Feds Warn Banks Against Getting Into Cryptocurrency, Will Require Permission Slip Prior to Any Activity

 

The U.S. Office of the Comptroller of the Currency (OCC) on Tuesday announced it had warned financial institutions against getting involved with cryptocurrency, saying they should ask the feds for a statement of “non-objection” before taking any action.

Banks should not engage with cryptocurrencies without “written notification of the supervisory office’s non-objection,” the office said in an interpretive letter dated Nov. 15 but published on Tuesday. “In deciding whether to grant supervisory non-objection, the supervisory office will evaluate the adequacy of the bank’s risk management systems and controls, and risk measurement systems, to enable the bank to engage in the proposed activities in a safe and sound manner.”

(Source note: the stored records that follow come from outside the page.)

//! # Atelier Storefront
//!
//! HTTP API for the cart, pricing and checkout core.
//!
//! ## Architecture
//! ```text
//! ┌─────────────────────────────────────────────────────────────────────────┐
//! │                        Storefront Server                                │
//! │                                                                         │
//! │  Frontend ───► HTTP (8080) ───► Handlers ───► atelier-core            │
//! │                                     │              atelier-db          │
//! │                                     ▼              atelier-payments    │
//! │                               Stripe hosted                             │
//! │                               checkout page                             │
//! └─────────────────────────────────────────────────────────────────────────┘
//! ```

mod carts;
mod catalog;
mod config;
mod error;
mod handlers;
mod state;

use std::net::SocketAddr;
use std::sync::Arc;
use std::time::Duration;

use axum::routing::{delete, get, post, put};
use axum::Router;
use tracing::{info, warn};
use tracing_subscriber::EnvFilter;

use crate::catalog::CatalogCache;
use crate::config::StorefrontConfig;
use crate::state::AppState;
use atelier_db::{Database, DbConfig};
use atelier_payments::{SessionCreator, StripeCheckout, UnconfiguredSessionCreator};

#[tokio::main]
async fn main() -> Result<(), Box<dyn std::error::Error>> {
    // Initialize tracing; RUST_LOG overrides the default level
    tracing_subscriber::fmt()
        .with_env_filter(
            EnvFilter::try_from_default_env().unwrap_or_else(|_| EnvFilter::new("info")),
        )
        .with_target(true)
        .init();

    info!("Starting Atelier storefront...");

    // Load configuration
    let config = StorefrontConfig::load()?;
    info!(
        port = config.http_port,
        db_path = %config.database_path,
        "Configuration loaded"
    );

    // Connect to database (runs migrations)
    let db = Database::new(DbConfig::new(&config.database_path)).await?;
    info!("Database ready");

    // Prime the catalog cache and start the refresh loop
    let catalog = Arc::new(CatalogCache::new());
    catalog::prime(&catalog, &db).await;
    info!(products = catalog.len(), "Catalog cache primed");

    let _refresh_task = catalog::spawn_refresh_task(
        catalog.clone(),
        db.clone(),
        Duration::from_secs(config.catalog_refresh_secs),
    );

    // Payment session creator: Stripe when configured, otherwise a stub
    // that surfaces the missing configuration at checkout time
    let payments: Arc<dyn SessionCreator> = match config.stripe_secret_key {
        Some(ref key) => {
            info!("Stripe checkout configured");
            Arc::new(StripeCheckout::new(
                key,
                config.checkout_success_url.clone(),
                config.checkout_cancel_url.clone(),
            ))
        }
        None => {
            warn!("STRIPE_SECRET_KEY not set; checkout will fail until configured");
            Arc::new(UnconfiguredSessionCreator)
        }
    };

    let state = AppState::new(db, catalog, payments, config.clone());

    let app = router(state);

    let addr: SocketAddr = format!("0.0.0.0:{}", config.http_port).parse()?;
    info!(%addr, "Starting HTTP server");

    let listener = tokio::net::TcpListener::bind(addr).await?;
    axum::serve(listener, app)
        .with_graceful_shutdown(shutdown_signal())
        .await?;

    info!("Server shutdown complete");
    Ok(())
}

/// Builds the route table.
fn router(state: AppState) -> Router {
    Router::new()
        .route("/health", get(handlers::health::health))
        .route("/products", get(handlers::catalog::list_products))
        .route("/products/{product_id}", get(handlers::catalog::get_product))
        .route("/cart/{session_id}", get(handlers::cart::get_cart))
        .route("/cart/{session_id}", delete(handlers::cart::clear_cart))
        .route("/cart/{session_id}/items", post(handlers::cart::add_to_cart))
        .route(
            "/cart/{session_id}/items/{product_id}",
            put(handlers::cart::update_cart_item),
        )
        .route(
            "/cart/{session_id}/items/{product_id}",
            delete(handlers::cart::remove_from_cart),
        )
        .route("/cart/{session_id}/promo", post(handlers::cart::apply_promo))
        .route(
            "/cart/{session_id}/promo",
            delete(handlers::cart::remove_promo),
        )
        .route(
            "/checkout/{session_id}",
            post(handlers::checkout::submit_checkout),
        )
        .route("/shipping/{country}", get(handlers::rates::shipping_options))
        .route("/tax/{region}", get(handlers::rates::tax_config))
        .with_state(state)
}

/// Graceful shutdown signal handler.
async fn shutdown_signal() {
    let ctrl_c = async {
        tokio::signal::ctrl_c()
            .await
            .expect("Failed to install Ctrl+C handler");
    };

    #[cfg(unix)]
    let terminate = async {
        tokio::signal::unix::signal(tokio::signal::unix::SignalKind::terminate())
            .expect("Failed to install signal handler")
            .recv()
            .await;
    };

    #[cfg(not(unix))]
    let terminate = std::future::pending::<()>();

    tokio::select! {
        _ = ctrl_c => {},
        _ = terminate => {},
    }

    info!("Shutdown signal received, starting graceful shutdown...");
}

Financial institutions have been increasingly undercut by companies and cryptocurrencies that use decentralized finance — or DeFi — offering traditional financial services at better rates. Companies such as BlockFi and Celsius have siphoned banking customers away with interest rates on traditional saving start at around 8 percent, 20 times higher than the “high-interest” savings accounts offered by American Express, while protocols including Compound and Aave enable users to take out loans with rates as low as 1 percent — using their cryptocurrency as collateral.

Despite skepticism from industry executives, including JPMorgan Chase CEO Jamie Dimon, who derided cryptocurrency as a “fraud” and who questioned last month whether the bitcoin supply was truly limited, banks have been moving to explore opportunities to capitalize on the sea change. Dimon’s bank introduced its own cryptocurrency, JPM Coin, in 2019, but scaled it back after regulators expressed concern.

Another executive, New York-based Quontic Bank CEO Steven Schnall, said in an interview with The New York Times that he was “surprised by the intensity of the questioning” he received from OCC lawyers when his bank sought to issue a debit card with rewards denominated in bitcoin, peppering him with questions that made it difficult to compete with DeFi providers: “What if Quontic customers lost their Bitcoins? What if the bank account holding them was owned by a trust and not an individual person? How would they be divided if someone died? The deliberations took two years, and at the end there was no clear green light.”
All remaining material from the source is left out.